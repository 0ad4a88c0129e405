//! Допустимые значения счётчика для одного тарифа, без учёта остальных.

use crate::models::{ApplyCountType, DiscountTier};

/// Шаги выпадающего списка для тарифа при `grade_total` выбранных местах категории.
///
/// Эти диапазоны не гарантируют сохранение суммы по категории - это
/// проверяется глобально при каждом изменении и при подтверждении.
pub fn available_counts(kind: ApplyCountType, amount: u32, grade_total: u32) -> Vec<u32> {
    match kind {
        ApplyCountType::Max => (0..=amount.min(grade_total)).collect(),
        // Нулевой шаг никогда не сдвинется с нуля.
        ApplyCountType::Multiple if amount == 0 => vec![0],
        ApplyCountType::Multiple => (0..=grade_total).step_by(amount as usize).collect(),
        ApplyCountType::Inf => (0..=grade_total).collect(),
    }
}

impl DiscountTier {
    pub fn available_counts(&self, grade_total: u32) -> Vec<u32> {
        available_counts(self.apply_count_type, self.apply_count_amount, grade_total)
    }
}
//! Каталог ценовых категорий спектакля и их цвета.

use crate::models::{SeatGrade, SeatGradeId};

/// Палитра цветов категорий, выдаётся по порядку загрузки.
pub const GRADE_PALETTE: [&str; 20] = [
    "#ffe0e0", "#ffe8cc", "#fff0cc", "#f0fff0", "#e0ffe0", "#e0fff8", "#e0f0ff", "#e0e0ff",
    "#f8e0ff", "#ffe0f0", "#ffe0f8", "#fff0f0", "#f0f0ff", "#e8f0ff", "#e0fffc", "#f0ffe0",
    "#fff8e0", "#ffe0e8", "#fce0ff", "#e0ffe8",
];

/// Цвет категории по её позиции в упорядоченном списке категорий.
pub fn color(grade_index: usize) -> &'static str {
    GRADE_PALETTE[grade_index % GRADE_PALETTE.len()]
}

#[derive(Debug, Clone, PartialEq, Eq)]
pub struct GradeInfo {
    pub grade: SeatGrade,
    pub color: &'static str,
}

/// Категории в серверном порядке. Порядок задаёт и цвета, и порядок строк
/// на шаге скидок.
#[derive(Debug, Clone, Default)]
pub struct GradeCatalog {
    grades: Vec<GradeInfo>,
}

impl GradeCatalog {
    pub fn new(grades: Vec<SeatGrade>) -> Self {
        let grades = grades
            .into_iter()
            .enumerate()
            .map(|(idx, grade)| GradeInfo { grade, color: color(idx) })
            .collect();
        Self { grades }
    }

    pub fn get(&self, id: &SeatGradeId) -> Option<&GradeInfo> {
        self.grades.iter().find(|g| &g.grade.id == id)
    }

    /// Позиция категории в каталоге; неизвестные категории уходят в конец.
    pub fn position(&self, id: &SeatGradeId) -> usize {
        self.grades
            .iter()
            .position(|g| &g.grade.id == id)
            .unwrap_or(self.grades.len())
    }

    pub fn iter(&self) -> impl Iterator<Item = &GradeInfo> {
        self.grades.iter()
    }

    pub fn len(&self) -> usize {
        self.grades.len()
    }

    pub fn is_empty(&self) -> bool {
        self.grades.is_empty()
    }
}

* _Problem requirements_
Only the lines above that hold "SeatGradeId" are wanted. Show every one of them.

* _Response to the task_
use crate::models::{SeatGrade, SeatGradeId};
    pub fn get(&self, id: &SeatGradeId) -> Option<&GradeInfo> {
    pub fn position(&self, id: &SeatGradeId) -> usize {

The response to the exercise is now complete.